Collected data
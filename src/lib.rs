//! # tile_pathfinder
//!
//! A grid-based pathfinding engine for weighted tile grids. A [Grid] stores solid walls and
//! per-tile costs, a [Navigator] turns it into a graph with either four-directional
//! ([NavigatorKind::Plus]) or eight-directional ([NavigatorKind::Asterisk]) movement, and a
//! [Pathfinder] searches that graph with one of the registered [Algorithm]s:
//!
//! | Key | Open container | Priority | Step cost |
//! |---|---|---|---|
//! | `bfs` | FIFO queue | insertion order | 1 |
//! | `dfs` | LIFO stack | insertion order | 1 |
//! | `a*` | min-heap | g + h | navigator |
//! | `dijkstra` | min-heap | g | navigator |
//! | `best-first` | min-heap | h | 0 |
//! | `bi-a*`, `bi-dijkstra`, `bi-bfs` | two of the above | as above | as above |
//!
//! Searches can be run to completion or stepped one expansion at a time, which lets an
//! animation replay the exploration. Pathfinders are usually put together from string keys with
//! the [PathfinderBuilder]:
//!
//! ```
//! use tile_pathfinder::{Grid, PathfinderBuilder, Point, SearchStatus};
//!
//! let mut grid = Grid::new(5, 5);
//! for y in 0..5 {
//!     grid.mutate_default(Point::new(2, y), true).unwrap();
//! }
//! let mut builder = PathfinderBuilder::new(&grid);
//! builder.set_algorithm("bfs").unwrap();
//! let outcome = builder.build().find_path(Point::new(0, 0), Point::new(4, 4));
//! assert_eq!(outcome.status, SearchStatus::Exhausted);
//! assert!(outcome.path.is_empty());
//! ```
mod algorithm;
mod builder;
mod error;
mod grid;
pub mod heuristic;
mod navigator;
mod search;
mod terrain;

pub use grid_util::point::Point;

pub use crate::algorithm::Algorithm;
pub use crate::builder::{PathfinderBuilder, PathfinderConfig};
pub use crate::error::{ConfigurationError, GridError};
pub use crate::grid::{Components, Grid, Tile, TileData};
pub use crate::heuristic::Heuristic;
pub use crate::navigator::{Navigator, NavigatorKind, Neighbors};
pub use crate::search::{
    PathTile, Pathfinder, Search, SearchOutcome, SearchStatus, Side, VisitedTile,
};
pub use crate::terrain::{TerrainGenerator, TerrainKind};

/// Cost of a tile that was never given one.
pub const DEFAULT_TILE_COST: f64 = 1.0;
/// Multiplier applied to the destination cost of a diagonal move.
pub const DIAGONAL_MULTIPLIER: f64 = std::f64::consts::SQRT_2;
/// Inline capacity of neighbour lists, enough for a full eight-neighbourhood.
pub const N_SMALLVEC_SIZE: usize = 8;

#[cfg(all(test, feature = "serde"))]
mod serde_tests {
    use super::*;

    #[test]
    fn config_uses_string_keys() {
        let config = PathfinderConfig {
            navigator: NavigatorKind::Asterisk,
            algorithm: Algorithm::BiAStar,
            heuristic: Heuristic::Octile,
        };
        let json = serde_json::to_string(&config).unwrap();
        assert_eq!(
            json,
            r#"{"navigator":"asterisk","algorithm":"bi-a*","heuristic":"octile"}"#
        );
        let parsed: PathfinderConfig = serde_json::from_str(&json).unwrap();
        assert_eq!(parsed, config);
        let terrain: TerrainKind = serde_json::from_str(r#""maze-vertical-skew""#).unwrap();
        assert_eq!(terrain, TerrainKind::MazeVerticalSkew);
    }
}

§ **PROMPT**
Please go through the data above and copy each line that has the word "const".

§ **OUTPUT FOR THIS EXERCISE**
pub const DEFAULT_TILE_COST: f64 = 1.0;
pub const DIAGONAL_MULTIPLIER: f64 = std::f64::consts::SQRT_2;
pub const N_SMALLVEC_SIZE: usize = 8;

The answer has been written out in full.